Арагоны повели меня в ресторан «Медитерране»; там было шумно, тесно; люди рассказывали о том, как провели пасхальные каникулы. К Арагонам подходили знакомые, шутили. А Луи и Эльза меня спрашивали по-русски: «Что это значит — «космополиты»? Почему раскрывают псевдопимы?» Это были свои люди, я их знал четверть века, но ответить не мог. Подошел Кокто и завел светский разговор, я старался улыбаться. Ворочали усищами огромные лангусты. Соседи смеялись. Было нестерпимо жарко.
В номере гостиницы я быстро разделся, лег, погасил свет мечтал уснуть, но вскоре понял, что это не удастся. Я повертелся с боку на бок, зажег свет, почему-то оделся, сел в кресло и начал маниакально фантазировать — что придумать, чтобы меня завтра отослали назад в Москву? Перебирал все варианты — заболеть, объяснить, что не смогу выступить, просто сказать: «Хочу домой». Так я просидел до утра. Передо мной вставал Перец Маркиш таким, каким я его видел в последний раз. Я вспоминал фразы газетных статей и тупо повторял: «Домой!»…

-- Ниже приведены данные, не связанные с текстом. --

//! # RedLilium XR
//!
//! Bridges an asynchronous, callback-driven XR runtime (WebXR in the browser)
//! to the synchronous begin-frame / render / end-frame loop the engine runs
//! every tick.
//!
//! ## Overview
//!
//! - [`XrContext`] - Owns the runtime and the single session slot
//! - [`XrSession`] - Handle to the active session; state is polled, never awaited
//! - [`XrFrame`] - Per-tick view data, up to two views (stereo)
//! - [`XrRuntime`] - Trait implemented by runtimes: [`DummyRuntime`] for tests,
//!   `WebXrRuntime` on wasm32 with the `webxr` feature
//! - [`XrSessionDriver`] - Optional helper running the per-tick sequence
//!
//! ## Usage
//!
//! 1. Check [`XrContext::is_available`]
//! 2. Request a session with [`XrContext::request_session`] from a user gesture
//! 3. Poll [`XrContext::session_state`] every tick
//! 4. While renderable, call [`XrContext::begin_frame`] / [`XrContext::end_frame`]
//!
//! ## Example
//!
//! ```ignore
//! use redlilium_xr::{DummyRuntime, ReferenceSpaceType, SessionMode, XrContext};
//!
//! let context = XrContext::new(DummyRuntime::stereo());
//! let session = context.request_session(SessionMode::ImmersiveVr, ReferenceSpaceType::LocalFloor)?;
//! context.runtime().complete_start("local-floor");
//!
//! let frame = context.begin_frame(&session)?;
//! for view in frame.views() {
//!     // set viewport, upload view.projection / view.view, draw
//! }
//! context.end_frame(&session);
//! context.end_session(session).ok();
//! ```

pub mod context;
pub mod device;
pub mod driver;
pub mod error;
pub mod frame;
pub mod mode_support;
pub mod runtime;
pub mod session;
pub mod types;

// Web-specific modules
#[cfg(target_arch = "wasm32")]
pub mod web;

pub use context::XrContext;
pub use device::XrGpuDevice;
pub use driver::{DriverTick, XrSessionDriver};
pub use error::{XrError, XrResult};
pub use frame::{Viewport, XrFrame, XrView, MAX_VIEWS};
pub use mode_support::ModeProbe;
pub use runtime::dummy::DummyRuntime;
#[cfg(all(target_arch = "wasm32", feature = "webxr"))]
pub use runtime::web::WebXrRuntime;
pub use runtime::{SessionRequest, ViewTarget, XrRuntime};
pub use session::{SessionEvents, XrSession};
pub use types::{
    FramebufferHandle, GpuApi, ModeSupport, ReferenceSpaceType, SessionMode, SessionState,
    TextureHandle, Visibility,
};

/// XR library version
pub const VERSION: &str = env!("CARGO_PKG_VERSION");

/// Configuration for an [`XrContext`]
#[derive(Debug, Clone)]
pub struct XrConfig {
    /// Answer `is_mode_supported(ImmersiveVr)` gives while its probe is in flight
    pub assume_immersive_vr: bool,
    /// Warn (once per session) when a frame is built with zero-filled views
    pub warn_on_degraded_views: bool,
}

impl Default for XrConfig {
    fn default() -> Self {
        Self {
            assume_immersive_vr: true,
            warn_on_degraded_views: true,
        }
    }
}

// Web initialization helper
#[cfg(target_arch = "wasm32")]
pub fn init_web_logging() {
    // Set up panic hook for better error messages in console
    console_error_panic_hook::set_once();
    // A second init (hot reload, several contexts) keeps the first logger
    if console_log::init_with_level(log::Level::Info).is_err() {
        log::debug!("Console logger already initialized");
    }
}

#[cfg(test)]
mod tests {
    use super::*;

    #[test]
    fn test_version() {
        assert!(!VERSION.is_empty());
    }

    #[test]
    fn test_default_config() {
        let config = XrConfig::default();
        assert!(config.assume_immersive_vr);
        assert!(config.warn_on_degraded_views);
    }
}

Я сказал, что в этой главе хотел рассказать о самом тяжелом для меня времени, вряд ли это удалось, да и не знаю, можно ли про такое рассказать, добавлю одно — самой страшной была первая ночь в Париже, в длинном узком номере, когда я понял, какой ценой расплачивается человек за то, что он «верен людям, веку, судьбе».
16
Утром, когда я брился, в комнату вбежал Фотинский: «Я прочитал в газете, что ты приехал, а в посольстве сказали, где ты…» Фотинский не задавал мне неприятных вопросов, а начал рассказывать о забастовках, о том, что все против правительства, о Монпарнасе, о Дусе, о художниках. «Много интересных выставок. Ты сейчас свободен?…» Мы пробродили до обеда. Я глядел то на Сену, то на серые дома с зеленоватыми ставнями, то на яблони Сезанна. Все мне казалось прекрасным и бесконечно чужим. Фотинский вдруг встревожено спросил: «А ты здоров?» Я ответил, что здоров, но не выспался. Я ни о чем не думал, но ничего не мог забыть, мне трудно было разговаривать отвечал невпопад.